Amerika Birleşik Devletleri’nde bulunan Columbia Üniversitesi önderliğinde yürütülen yeni bir araştırmada gebelerin plastik eserlere maruz kalmasıyla kan basıncının yükselmesi ortasındaki alaka incelendi. 892 gebe bayanın iştirakiyle gerçekleştirilen çalışmada elde edilen bulgular ışığında; mesken eşyalarından oyuncak ve daha pek çok alanda yaygın olarak kullanılan plastiklerde bulunan ‘fitalat’ isimli kimyasal kümesinin gebeler üzerindeki olumsuz tesirlerine dikkat çekildi.
Environmental Health Perspectives isimli hakemli bilimsel mecmuada yayımlanan makaleye nazaran yutma, soluma ya da cilt emilimi yoluyla meydana gelebilen fitalat maruziyeti; hormonların düzenlenmesinde faal rol oynayan endokrin sistemi ve de tiroid işlevleri için tehlike arz ediyor. Araştırmada hamilelik müddetince ve doğum sonrasında annede görülen kan basıncı değişimlerinin gerisinde da bu kimyasal kümesinin olduğu kaydediliyor. Bundan öncesinde ise doğum öncesi fitalat bileşenlerine maruz kalmak, bedenin çok yaplanması ile ilişkilendirilmişti.
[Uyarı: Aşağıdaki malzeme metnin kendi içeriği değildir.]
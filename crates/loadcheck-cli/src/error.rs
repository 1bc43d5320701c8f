//! CLI-specific error types and mappings.
//!
//! Maps core and configuration errors to exit codes and user-facing
//! messages.

use loadcheck_core::{ConfigError, LoaderTestError};
use thiserror::Error;

/// CLI-specific error type.
#[derive(Debug, Error)]
pub enum CliError {
    /// The library did not load, or a probe could not be built or deployed.
    #[error("Verification failed: {0}")]
    Verification(String),

    /// Argument error.
    #[error("Invalid arguments: {0}")]
    Arguments(String),

    /// IO error (temporary directories, report output).
    #[error("IO error: {0}")]
    Io(String),

    /// Configuration error.
    #[error("Configuration error: {0}")]
    Config(String),
}

impl CliError {
    /// Map error to appropriate exit code.
    ///
    /// Exit codes follow Unix conventions:
    /// - 0: Success
    /// - 1: Verification failure
    /// - 2: Misuse of shell command (invalid arguments)
    /// - 74, 78: see sysexits.h
    pub const fn exit_code(&self) -> i32 {
        match self {
            Self::Verification(_) => 1,
            Self::Arguments(_) => 2, // EX_USAGE
            Self::Io(_) => 74,       // EX_IOERR
            Self::Config(_) => 78,   // EX_CONFIG
        }
    }
}

impl From<LoaderTestError> for CliError {
    fn from(err: LoaderTestError) -> Self {
        match err {
            LoaderTestError::UnsupportedPlatformConfiguration { .. } => Self::Config(err.to_string()),
            LoaderTestError::InstallPathNotFound(_) => Self::Arguments(err.to_string()),
            LoaderTestError::Workspace { .. } => Self::Io(err.to_string()),
            LoaderTestError::BuildFailure(_)
            | LoaderTestError::DeploymentFailure { .. }
            | LoaderTestError::ProbeExecutionFailure { .. } => Self::Verification(err.to_string()),
        }
    }
}

impl From<ConfigError> for CliError {
    fn from(err: ConfigError) -> Self {
        Self::Config(err.to_string())
    }
}

impl From<std::io::Error> for CliError {
    fn from(err: std::io::Error) -> Self {
        Self::Io(err.to_string())
    }
}

impl From<serde_json::Error> for CliError {
    fn from(err: serde_json::Error) -> Self {
        Self::Io(format!("Failed to serialize report: {err}"))
    }
}
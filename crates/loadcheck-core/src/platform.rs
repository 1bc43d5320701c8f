//! Target operating system model.
//!
//! Every platform-dependent decision in the workspace is keyed on
//! [`TargetOs`]. Callers detect the host once (see [`TargetOs::host`]) and
//! thread the value through renderers, deployment strategies and adapters
//! instead of re-checking `cfg!` at each call site.

use std::ffi::{OsStr, OsString};
use std::fmt;
use std::str::FromStr;

use serde::{Deserialize, Serialize};

/// Operating systems with a distinct dynamic-loader model.
#[derive(Debug, Clone, Copy, PartialEq, Eq, Hash, Serialize, Deserialize)]
#[serde(rename_all = "lowercase")]
pub enum TargetOs {
    /// ELF loader (`DT_RPATH`/`DT_RUNPATH`, `LD_LIBRARY_PATH`).
    Linux,
    /// Mach-O loader (`@executable_path`, `DYLD_LIBRARY_PATH`).
    MacOs,
    /// Windows DLL search order (application directory, `PATH`).
    Windows,
}

impl TargetOs {
    /// All supported targets, in a stable order.
    pub const ALL: [Self; 3] = [Self::Linux, Self::MacOs, Self::Windows];

    /// Detect the operating system this process is running on.
    ///
    /// Returns `None` on hosts without a supported loader model.
    pub const fn host() -> Option<Self> {
        if cfg!(target_os = "linux") {
            Some(Self::Linux)
        } else if cfg!(target_os = "macos") {
            Some(Self::MacOs)
        } else if cfg!(target_os = "windows") {
            Some(Self::Windows)
        } else {
            None
        }
    }

    /// Stable identifier used in logs, reports and configuration.
    pub const fn as_str(self) -> &'static str {
        match self {
            Self::Linux => "linux",
            Self::MacOs => "macos",
            Self::Windows => "windows",
        }
    }

    /// File name of the shared library loaded at runtime.
    ///
    /// `energyplusapi` becomes `libenergyplusapi.so`, `libenergyplusapi.dylib`
    /// or `energyplusapi.dll`.
    pub fn shared_library_file_name(self, stem: &str) -> String {
        match self {
            Self::Linux => format!("lib{stem}.so"),
            Self::MacOs => format!("lib{stem}.dylib"),
            Self::Windows => format!("{stem}.dll"),
        }
    }

    /// File name of the artifact a linker needs to link against the library.
    ///
    /// On Windows this is the import library, which release packages do not
    /// always ship; see [`crate::ProbeFlavor::StaticLink`].
    pub fn link_library_file_name(self, stem: &str) -> String {
        match self {
            Self::Linux | Self::MacOs => self.shared_library_file_name(stem),
            Self::Windows => format!("{stem}.lib"),
        }
    }

    /// File name of an executable target produced by the toolchain.
    pub fn executable_file_name(self, target: &str) -> String {
        match self {
            Self::Linux | Self::MacOs => target.to_string(),
            Self::Windows => format!("{target}.exe"),
        }
    }

    /// Environment variable the loader consults for extra search directories.
    pub const fn search_path_variable(self) -> &'static str {
        match self {
            Self::Linux => "LD_LIBRARY_PATH",
            Self::MacOs => "DYLD_LIBRARY_PATH",
            Self::Windows => "PATH",
        }
    }

    /// Separator between entries of a search-path variable.
    pub const fn path_list_separator(self) -> char {
        match self {
            Self::Linux | Self::MacOs => ':',
            Self::Windows => ';',
        }
    }

    /// Whether CMake generators for this target are multi-config
    /// (artifacts land in a `Release/` subdirectory).
    pub const fn uses_multi_config_generator(self) -> bool {
        matches!(self, Self::Windows)
    }

    /// Python interpreter used for script probes unless configured.
    pub const fn default_python_interpreter(self) -> &'static str {
        match self {
            Self::Linux => "python3",
            Self::MacOs => "/usr/local/bin/python3",
            Self::Windows => "python",
        }
    }

    /// Prepend `dir` to an existing search-path value.
    pub fn prepend_search_path(self, dir: &OsStr, existing: Option<&OsStr>) -> OsString {
        let mut value = OsString::from(dir);
        if let Some(rest) = existing.filter(|rest| !rest.is_empty()) {
            value.push(self.path_list_separator().to_string());
            value.push(rest);
        }
        value
    }
}

impl fmt::Display for TargetOs {
    fn fmt(&self, f: &mut fmt::Formatter<'_>) -> fmt::Result {
        let name = match self {
            Self::Linux => "Linux",
            Self::MacOs => "macOS",
            Self::Windows => "Windows",
        };
        f.pad(name)
    }
}

/// Error returned when parsing an unknown OS identifier.
#[derive(Debug, Clone, PartialEq, Eq, thiserror::Error)]
#[error("Unknown operating system: {0} (expected linux, macos or windows)")]
pub struct UnknownOs(pub String);

impl FromStr for TargetOs {
    type Err = UnknownOs;

    fn from_str(s: &str) -> Result<Self, Self::Err> {
        match s.trim().to_ascii_lowercase().as_str() {
            "linux" => Ok(Self::Linux),
            "macos" | "mac" | "darwin" => Ok(Self::MacOs),
            "windows" | "win" => Ok(Self::Windows),
            other => Err(UnknownOs(other.to_string())),
        }
    }
}
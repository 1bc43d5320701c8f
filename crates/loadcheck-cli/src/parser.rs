//! Main CLI parser and top-level argument handling.

use clap::Parser;

use crate::commands::Commands;

/// Command-line interface for the shared library load checker.
#[derive(Parser)]
#[command(name = "loadcheck")]
#[command(about = "Verify that an installed shared library can be loaded by a freshly built program")]
#[command(version)]
pub struct Cli {
    /// Enable verbose/debug output (RUST_LOG takes precedence)
    #[arg(short = 'v', long = "verbose", global = true)]
    pub verbose: bool,

    #[command(subcommand)]
    pub command: Commands,
}
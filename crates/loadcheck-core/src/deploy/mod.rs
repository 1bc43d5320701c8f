//! Deployment strategies.
//!
//! Each [`DeploymentStrategy`] emulates one way a consumer places the
//! library relative to the executable that loads it. Deploying a strategy
//! yields a [`Deployment`] guard; every file it created is removed when the
//! guard is released or dropped, so cleanup happens on all exit paths.
//!
//! Environment changes never touch the current process. They are carried
//! in the [`Invocation`](crate::ports::Invocation) and applied to the child
//! only.

mod guard;
mod strategy;

pub use guard::{CleanupFailure, DeployError, Deployment};
pub use strategy::{DeploymentContext, DeploymentStrategy, applicable_strategies};
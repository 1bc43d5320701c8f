//! Domain types for loader verification.
//!
//! These are pure data types with no process or toolchain dependencies.

mod outcome;
mod probe;

pub use outcome::{ExecutionOutcome, TestCaseResult};
pub use probe::{
    BuildDescriptor, BuiltBinary, DEFAULT_TARGET_NAME, ENERGYPLUS_COMPANIONS, ENERGYPLUS_ENTRY_SYMBOL,
    ENERGYPLUS_LIBRARY_STEM, ENERGYPLUS_PYTHON_MODULE, Language, LinkDirective, ProbeFlavor,
    ProbeSpecification, ScriptBinding,
};
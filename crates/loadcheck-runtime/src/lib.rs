//! Process-backed adapters for the `loadcheck-core` ports.
//!
//! - [`CmakeToolchain`] builds rendered probe projects with `cmake`.
//! - [`ProcessProbeRunner`] launches built probes and captures their output.
#![deny(unsafe_code)]

pub mod cmake;
mod process;

pub use cmake::{CmakeConfig, CmakeToolchain, DEFAULT_CMAKE_PROGRAM, MACOS_TOOL_PREFIX};
pub use process::ProcessProbeRunner;
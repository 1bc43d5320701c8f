//! Deployment strategy variants and the per-platform applicability table.

use std::ffi::OsString;
use std::fmt;
use std::path::{Path, PathBuf};

use serde::{Deserialize, Serialize};
use tracing::debug;

use super::{DeployError, Deployment};
use crate::domain::{BuiltBinary, ProbeFlavor};
use crate::platform::TargetOs;
use crate::ports::Invocation;

/// One arrangement of binary, library and environment that a real consumer
/// might use to resolve the library.
#[derive(Debug, Clone, Copy, PartialEq, Eq, Hash, Serialize, Deserialize)]
#[serde(rename_all = "snake_case")]
pub enum DeploymentStrategy {
    /// Copy the library (and companions) next to the built binary.
    /// Exercises Mach-O `@executable_path` resolution.
    ColocateLibraryWithBinary,
    /// Copy the built binary into the installation directory and run it there.
    /// Exercises "same directory as the dependent" resolution.
    ColocateBinaryWithLibrary,
    /// Prepend the installation directory to the child's search-path variable.
    ExtendSearchPathEnvironment,
    /// Run the binary from its build location without copying anything.
    RunInPlace,
    /// Run the binary unmodified with the installation directory as working
    /// directory (static-link probes).
    RunFromInstallDirectory,
    /// Hand the probe script to the configured interpreter, with the
    /// installation directory as working directory.
    RunWithInterpreter,
}

/// Which strategies run, in order, for each flavor and OS.
///
/// This is the single place platform loader knowledge lives. A pair with
/// no entry (or an empty list) is unsupported.
const APPLICABILITY: &[(ProbeFlavor, TargetOs, &[DeploymentStrategy])] = &[
    (
        ProbeFlavor::DelayedLoad,
        TargetOs::Linux,
        &[DeploymentStrategy::RunInPlace],
    ),
    (
        ProbeFlavor::DelayedLoad,
        TargetOs::MacOs,
        &[
            DeploymentStrategy::ColocateLibraryWithBinary,
            DeploymentStrategy::ColocateBinaryWithLibrary,
        ],
    ),
    (
        ProbeFlavor::DelayedLoad,
        TargetOs::Windows,
        &[
            DeploymentStrategy::ExtendSearchPathEnvironment,
            DeploymentStrategy::ColocateBinaryWithLibrary,
        ],
    ),
    (
        ProbeFlavor::StaticLink,
        TargetOs::Linux,
        &[DeploymentStrategy::RunFromInstallDirectory],
    ),
    (
        ProbeFlavor::StaticLink,
        TargetOs::MacOs,
        &[DeploymentStrategy::RunFromInstallDirectory],
    ),
    (ProbeFlavor::StaticLink, TargetOs::Windows, &[]),
    (
        ProbeFlavor::Python,
        TargetOs::Linux,
        &[DeploymentStrategy::RunWithInterpreter],
    ),
    // The embedded runtime is found through `@executable_path`, which is
    // the interpreter's directory here.
    (ProbeFlavor::Python, TargetOs::MacOs, &[]),
    (
        ProbeFlavor::Python,
        TargetOs::Windows,
        &[DeploymentStrategy::RunWithInterpreter],
    ),
];

/// Strategies to attempt for `flavor` on `os`, in their fixed order.
pub fn applicable_strategies(flavor: ProbeFlavor, os: TargetOs) -> &'static [DeploymentStrategy] {
    for (f, o, strategies) in APPLICABILITY {
        if *f == flavor && *o == os {
            return *strategies;
        }
    }
    &[]
}

/// Inputs a strategy needs to arrange its deployment.
#[derive(Debug, Clone)]
pub struct DeploymentContext<'a> {
    pub os: TargetOs,
    pub binary: &'a BuiltBinary,
    pub install_dir: &'a Path,
    /// File names (relative to `install_dir`) that travel with the library.
    pub library_files: &'a [String],
    /// Current value of the search-path variable, inherited by the child.
    pub inherited_search_path: Option<OsString>,
    /// Interpreter for script probes.
    pub interpreter: &'a Path,
}

impl DeploymentStrategy {
    /// Every variant, for reporting and parsing.
    pub const ALL: [Self; 6] = [
        Self::ColocateLibraryWithBinary,
        Self::ColocateBinaryWithLibrary,
        Self::ExtendSearchPathEnvironment,
        Self::RunInPlace,
        Self::RunFromInstallDirectory,
        Self::RunWithInterpreter,
    ];

    /// Stable `snake_case` identifier.
    pub const fn as_str(self) -> &'static str {
        match self {
            Self::ColocateLibraryWithBinary => "colocate_library_with_binary",
            Self::ColocateBinaryWithLibrary => "colocate_binary_with_library",
            Self::ExtendSearchPathEnvironment => "extend_search_path_environment",
            Self::RunInPlace => "run_in_place",
            Self::RunFromInstallDirectory => "run_from_install_directory",
            Self::RunWithInterpreter => "run_with_interpreter",
        }
    }

    /// Arrange the filesystem for this strategy.
    ///
    /// The returned [`Deployment`] owns every file created here and removes
    /// them when released or dropped. If an arrangement step fails, files
    /// already copied are removed before the error is returned.
    pub fn deploy(self, ctx: &DeploymentContext<'_>) -> Result<Deployment, DeployError> {
        let binary_dir = ctx
            .binary
            .path
            .parent()
            .map(Path::to_path_buf)
            .ok_or_else(|| DeployError::InvalidBinaryPath(ctx.binary.path.clone()))?;

        let deployment = match self {
            Self::ColocateLibraryWithBinary => {
                let mut deployment = Deployment::new(Invocation::new(self, &ctx.binary.path));
                let files: Vec<(PathBuf, PathBuf)> = ctx
                    .library_files
                    .iter()
                    .map(|name| (ctx.install_dir.join(name), binary_dir.join(name)))
                    .collect();
                deployment.copy_all(&files)?;
                deployment
            }
            Self::ColocateBinaryWithLibrary => {
                let file_name = ctx
                    .binary
                    .path
                    .file_name()
                    .ok_or_else(|| DeployError::InvalidBinaryPath(ctx.binary.path.clone()))?;
                let target = ctx.install_dir.join(file_name);
                let mut deployment = Deployment::new(
                    Invocation::new(self, &target).with_working_dir(ctx.install_dir),
                );
                deployment.copy_all(&[(ctx.binary.path.clone(), target)])?;
                deployment
            }
            Self::ExtendSearchPathEnvironment => {
                let variable = ctx.os.search_path_variable();
                let value = ctx.os.prepend_search_path(
                    ctx.install_dir.as_os_str(),
                    ctx.inherited_search_path.as_deref(),
                );
                Deployment::new(Invocation::new(self, &ctx.binary.path).with_env(variable, value))
            }
            Self::RunInPlace => Deployment::new(
                Invocation::new(self, &ctx.binary.path).with_working_dir(&binary_dir),
            ),
            Self::RunFromInstallDirectory => Deployment::new(
                Invocation::new(self, &ctx.binary.path).with_working_dir(ctx.install_dir),
            ),
            Self::RunWithInterpreter => Deployment::new(
                Invocation::new(self, ctx.interpreter)
                    .with_arg(&ctx.binary.path)
                    .with_working_dir(ctx.install_dir),
            ),
        };

        debug!(
            strategy = %self,
            program = %deployment.invocation().program.display(),
            copies = deployment.created().len(),
            "Deployment arranged"
        );
        Ok(deployment)
    }
}

impl fmt::Display for DeploymentStrategy {
    fn fmt(&self, f: &mut fmt::Formatter<'_>) -> fmt::Result {
        let name = match self {
            Self::ColocateLibraryWithBinary => "ColocateLibraryWithBinary",
            Self::ColocateBinaryWithLibrary => "ColocateBinaryWithLibrary",
            Self::ExtendSearchPathEnvironment => "ExtendSearchPathEnvironment",
            Self::RunInPlace => "RunInPlace",
            Self::RunFromInstallDirectory => "RunFromInstallDirectory",
            Self::RunWithInterpreter => "RunWithInterpreter",
        };
        f.pad(name)
    }
}
//! Shared fixtures for loader test case integration tests.

#![allow(dead_code)]

use std::collections::{BTreeMap, HashMap};
use std::fs;
use std::path::{Path, PathBuf};
use std::sync::Mutex;
use std::sync::atomic::{AtomicUsize, Ordering};

use loadcheck_core::{
    BuildToolchain, BuiltBinary, DeploymentStrategy, ExecutionOutcome, Invocation, ProbeProject,
    ProbeRunner, ToolchainError,
};

/// Every file under `dir` with its contents, keyed by relative path.
pub fn snapshot(dir: &Path) -> BTreeMap<PathBuf, Vec<u8>> {
    let mut files = BTreeMap::new();
    collect(dir, dir, &mut files);
    files
}

fn collect(root: &Path, dir: &Path, files: &mut BTreeMap<PathBuf, Vec<u8>>) {
    for entry in fs::read_dir(dir).unwrap() {
        let path = entry.unwrap().path();
        if path.is_dir() {
            collect(root, &path, files);
        } else {
            let relative = path.strip_prefix(root).unwrap().to_path_buf();
            files.insert(relative, fs::read(&path).unwrap());
        }
    }
}

/// An installation directory populated with the given files.
pub fn install_dir(files: &[&str]) -> tempfile::TempDir {
    let dir = tempfile::tempdir().unwrap();
    for name in files {
        fs::write(dir.path().join(name), format!("contents of {name}")).unwrap();
    }
    dir
}

/// Toolchain that writes a placeholder executable where the real build
/// would, and records the probe source it was asked to build.
#[derive(Default)]
pub struct FakeToolchain {
    pub fail_with: Option<String>,
    pub calls: AtomicUsize,
    pub source: Mutex<Option<String>>,
}

impl FakeToolchain {
    pub fn failing(output: &str) -> Self {
        Self {
            fail_with: Some(output.to_string()),
            ..Self::default()
        }
    }

    pub fn calls(&self) -> usize {
        self.calls.load(Ordering::SeqCst)
    }

    pub fn source(&self) -> String {
        self.source.lock().unwrap().clone().unwrap_or_default()
    }
}

impl BuildToolchain for FakeToolchain {
    fn build(&self, project: &ProbeProject) -> Result<BuiltBinary, ToolchainError> {
        self.calls.fetch_add(1, Ordering::SeqCst);
        let source = fs::read_to_string(
            project
                .source_dir
                .join(&project.descriptor.source_file_name),
        )
        .unwrap();
        *self.source.lock().unwrap() = Some(source);

        if let Some(output) = &self.fail_with {
            return Err(ToolchainError::StepFailed {
                step: "cmake --build".to_string(),
                status: "exit status: 2".to_string(),
                output: output.clone(),
            });
        }

        let binary = project.expected_binary_path();
        fs::create_dir_all(binary.parent().unwrap()).unwrap();
        fs::write(&binary, b"probe").unwrap();
        Ok(BuiltBinary::new(binary, project.os))
    }
}

/// Runner answering per strategy and recording every invocation.
///
/// Strategies without a scripted answer pass. `check` runs while the
/// deployment is still in place, so tests can inspect the filesystem.
#[derive(Default)]
pub struct ScriptedRunner {
    pub answers: HashMap<DeploymentStrategy, ExecutionOutcome>,
    pub invocations: Mutex<Vec<Invocation>>,
    pub check: Option<Box<dyn Fn(&Invocation) + Send + Sync>>,
}

impl ScriptedRunner {
    pub fn answer(mut self, outcome: ExecutionOutcome) -> Self {
        self.answers.insert(outcome.strategy, outcome);
        self
    }

    pub fn check(mut self, check: impl Fn(&Invocation) + Send + Sync + 'static) -> Self {
        self.check = Some(Box::new(check));
        self
    }

    pub fn invoked(&self) -> Vec<DeploymentStrategy> {
        self.invocations
            .lock()
            .unwrap()
            .iter()
            .map(|i| i.strategy)
            .collect()
    }
}

impl ProbeRunner for ScriptedRunner {
    fn execute(&self, invocation: &Invocation) -> ExecutionOutcome {
        if let Some(check) = &self.check {
            check(invocation);
        }
        self.invocations.lock().unwrap().push(invocation.clone());
        self.answers
            .get(&invocation.strategy)
            .cloned()
            .unwrap_or_else(|| ExecutionOutcome::passed(invocation.strategy, "ok"))
    }
}
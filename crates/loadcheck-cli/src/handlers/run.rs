//! Run command handler.
//!
//! Runs the selected probes one after another against the installation,
//! stopping at the first failing case.

use loadcheck_core::{
    DeploymentStrategy, ExecutionOutcome, LoaderTestError, ProbeFlavor, TargetOs,
    TestCaseResult, applicable_strategies,
};
use serde::Serialize;
use tracing::info;

use crate::bootstrap::CliContext;

/// Result of one probe in the suite.
#[derive(Debug, Clone, Serialize)]
#[serde(tag = "status", rename_all = "snake_case")]
pub enum CaseReport {
    Passed {
        flavor: ProbeFlavor,
        result: TestCaseResult,
    },
    Skipped {
        flavor: ProbeFlavor,
        reason: String,
    },
    Failed {
        flavor: ProbeFlavor,
        error: String,
        strategy: Option<DeploymentStrategy>,
        /// Outcomes of the strategies that ran, the failing one last.
        outcomes: Vec<ExecutionOutcome>,
        output: Option<String>,
    },
}

impl CaseReport {
    fn failed(flavor: ProbeFlavor, err: &LoaderTestError) -> Self {
        let outcomes = match err {
            LoaderTestError::ProbeExecutionFailure {
                outcome, attempted, ..
            } => attempted
                .iter()
                .cloned()
                .chain(std::iter::once((**outcome).clone()))
                .collect(),
            _ => Vec::new(),
        };
        Self::Failed {
            flavor,
            error: err.to_string(),
            strategy: err.failed_strategy(),
            outcomes,
            output: err.diagnostic_output(),
        }
    }

    pub const fn flavor(&self) -> ProbeFlavor {
        match self {
            Self::Passed { flavor, .. } | Self::Skipped { flavor, .. } | Self::Failed { flavor, .. } => {
                *flavor
            }
        }
    }
}

/// Report of a whole `run` invocation.
#[derive(Debug, Clone, Serialize)]
pub struct SuiteReport {
    pub host_os: TargetOs,
    pub run_configuration: String,
    pub library: String,
    pub cases: Vec<CaseReport>,
    pub passed: bool,
}

/// Outcome of the suite: the report plus the error that stopped it.
#[derive(Debug)]
pub struct SuiteRun {
    pub report: SuiteReport,
    pub error: Option<LoaderTestError>,
}

/// Execute the run command.
///
/// Probes without a strategy on this platform (static linking on Windows,
/// Python on macOS) are skipped; every other selected probe runs, in
/// order, until one fails.
pub fn execute(ctx: &CliContext) -> SuiteRun {
    let config = &ctx.config;
    let os = config.host_os;
    let mut cases = Vec::new();
    let mut error = None;

    for &flavor in config.selection.flavors() {
        if applicable_strategies(flavor, os).is_empty() {
            info!("Skipping {} probe: not supported on {}", flavor, os);
            cases.push(CaseReport::Skipped {
                flavor,
                reason: format!("not supported on {os}"),
            });
            continue;
        }

        match ctx.test_case(flavor).run(&config.install_dir) {
            Ok(result) => cases.push(CaseReport::Passed { flavor, result }),
            Err(err) => {
                cases.push(CaseReport::failed(flavor, &err));
                error = Some(err);
                break;
            }
        }
    }

    let passed = error.is_none() && cases.iter().any(|c| matches!(c, CaseReport::Passed { .. }));
    SuiteRun {
        report: SuiteReport {
            host_os: os,
            run_configuration: config.run_config.key.to_string(),
            library: os.shared_library_file_name(&config.library),
            cases,
            passed,
        },
        error,
    }
}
Fitalat maruziyetinin, anne için hayat uzunluğu süren sonuçları olabilir
892 iştirakçiden alınan idrar örneklerinde 9 adet fitalat bileşiğinin saptandığı araştırmada; bu bileşenlere ağır bir biçimde maruz kalmak gebeliğin son evrelerinde ve sonrasında kan basıncını önemli bir halde artırdığı üzere, kan basıncının doğumdan sonra 6 yıl kadar yüksek seyretmesine de neden olabileceği tespit edildi.
Çalışmanın başyazarlığını yapan isim olan Haotian Wu, hamilelik esnasında fitalatlara maruz kalmanın yaşam boyu süren tehlikeli sonuçları olabileceğine dikkat çekti. Başka bir yandan araştırma grubu, idrarda saptanan fitalat biyobelirteçleri ve yüksek kan basınca ortasındaki bu temasın akabinde ne üzere bir biyolojik sistem olduğunu şimdilik belirleyemedi. Araştırma takımı, bu düzeneğin anlaşılması için daha ayrıntılı araştırmalara gereksinim olduğunu belirtti.
Makalenin ortak muharrirlerinden Andrea Deierlein ise bilhassa de hamileliği takip eden yıllarda, fitalat maruziyeti ve anne sıhhatinin incelendiği araştırmaların yetersizliğine dikkat çekerek, “Bulgularımızın gebeliğin birinci evrelerinde kan basıncında ve başka risk faktörlerinde meydana gelebilecek muhtemel değişikliklerle yahut uzun vadeli sonuçlarla ilgili yeni araştırmaları teşvik etmesini umuyoruz.” tabirlerini kullandı. Bir öbür ortak müellif olan Joseph M. Braun ise, “İnsanları bu kimyasallardan korumak için makul düzenlemelere muhtaçlığımız var, “ diyerek, gebelere bahisle ilgili danışmanlık verilmesi teklifinde bulundu.